═══ Records ═══

//! Authentication middleware
//!
//! Extractors for handlers that require (or optionally use) a signed
//! session.

use axum::{
    async_trait,
    extract::{FromRef, FromRequestParts},
    http::{HeaderMap, request::Parts},
};
use axum_extra::extract::CookieJar;

use super::session::{Session, verify_session_token};
use crate::AppState;
use crate::error::AppError;

/// Cookie carrying the signed session token
pub const SESSION_COOKIE: &str = "session";

fn extract_token_from_headers(headers: &HeaderMap) -> Option<String> {
    headers
        .get("Authorization")
        .and_then(|h| h.to_str().ok())
        .and_then(|h| h.strip_prefix("Bearer "))
        .map(ToOwned::to_owned)
        .or_else(|| {
            let jar = CookieJar::from_headers(headers);
            jar.get(SESSION_COOKIE)
                .map(|cookie| cookie.value().to_owned())
        })
}

/// Extractor for current authenticated user
///
/// Accepts the session token from the `session` cookie or a Bearer
/// `Authorization` header.
///
/// # Usage
/// ```ignore
/// async fn handler(
///     CurrentUser(session): CurrentUser,
/// ) -> impl IntoResponse {
///     format!("Hello, {}", session.username)
/// }
/// ```
#[derive(Debug, Clone)]
pub struct CurrentUser(pub Session);

#[async_trait]
impl<S> FromRequestParts<S> for CurrentUser
where
    AppState: FromRef<S>,
    S: Send + Sync,
{
    type Rejection = AppError;

    async fn from_request_parts(parts: &mut Parts, state: &S) -> Result<Self, Self::Rejection> {
        if let Some(session) = parts.extensions.get::<Session>().cloned() {
            return Ok(CurrentUser(session));
        }

        let app_state = AppState::from_ref(state);
        let token = extract_token_from_headers(&parts.headers).ok_or(AppError::Unauthorized)?;
        let session = verify_session_token(&token, &app_state.config.oauth.session_secret)?;
        parts.extensions.insert(session.clone());

        Ok(CurrentUser(session))
    }
}
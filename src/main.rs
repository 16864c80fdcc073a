//! Bookstash binary entry point

use bookstash::{AppState, config};
use tracing_subscriber::{layer::SubscriberExt, util::SubscriberInitExt};

/// Application entry point
///
/// # Setup
/// 1. Initialize tracing/logging
/// 2. Load configuration from file and environment
/// 3. Initialize AppState
/// 4. Build Axum router
/// 5. Start HTTP server
#[tokio::main]
async fn main() -> Result<(), Box<dyn std::error::Error>> {
    // 1. Initialize tracing/logging
    let log_format =
        std::env::var("BOOKSTASH__LOGGING__FORMAT").unwrap_or_else(|_| "pretty".to_string());

    if log_format == "json" {
        tracing_subscriber::registry()
            .with(
                tracing_subscriber::EnvFilter::try_from_default_env()
                    .unwrap_or_else(|_| "bookstash=info,tower_http=debug".into()),
            )
            .with(tracing_subscriber::fmt::layer().json())
            .init();
    } else {
        tracing_subscriber::registry()
            .with(
                tracing_subscriber::EnvFilter::try_from_default_env()
                    .unwrap_or_else(|_| "bookstash=info,tower_http=debug".into()),
            )
            .with(tracing_subscriber::fmt::layer().pretty())
            .init();
    }

    tracing::info!("Starting Bookstash...");

    // 2. Initialize metrics
    bookstash::metrics::init_metrics();

    // 3. Load configuration
    let config = config::AppConfig::load()?;
    tracing::info!(
        domain = %config.server.domain,
        protocol = %config.server.protocol,
        "Configuration loaded"
    );

    // 4. Initialize application state
    let state = AppState::new(config.clone()).await?;

    // 5. Build Axum router
    let app = bookstash::build_router(state);

    // 6. Start HTTP server
    let addr = format!("{}:{}", config.server.host, config.server.port);
    let listener = tokio::net::TcpListener::bind(&addr).await?;

    tracing::info!("Server listening on {}", addr);
    tracing::info!("Public URL: {}", config.server.base_url());

    axum::serve(listener, app).await?;

    Ok(())
}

═══

Problem requirements
Which lines in the data above hold the string "HeaderMap"? Return each of them.

Answer section
    http::{HeaderMap, request::Parts},
fn extract_token_from_headers(headers: &HeaderMap) -> Option<String> {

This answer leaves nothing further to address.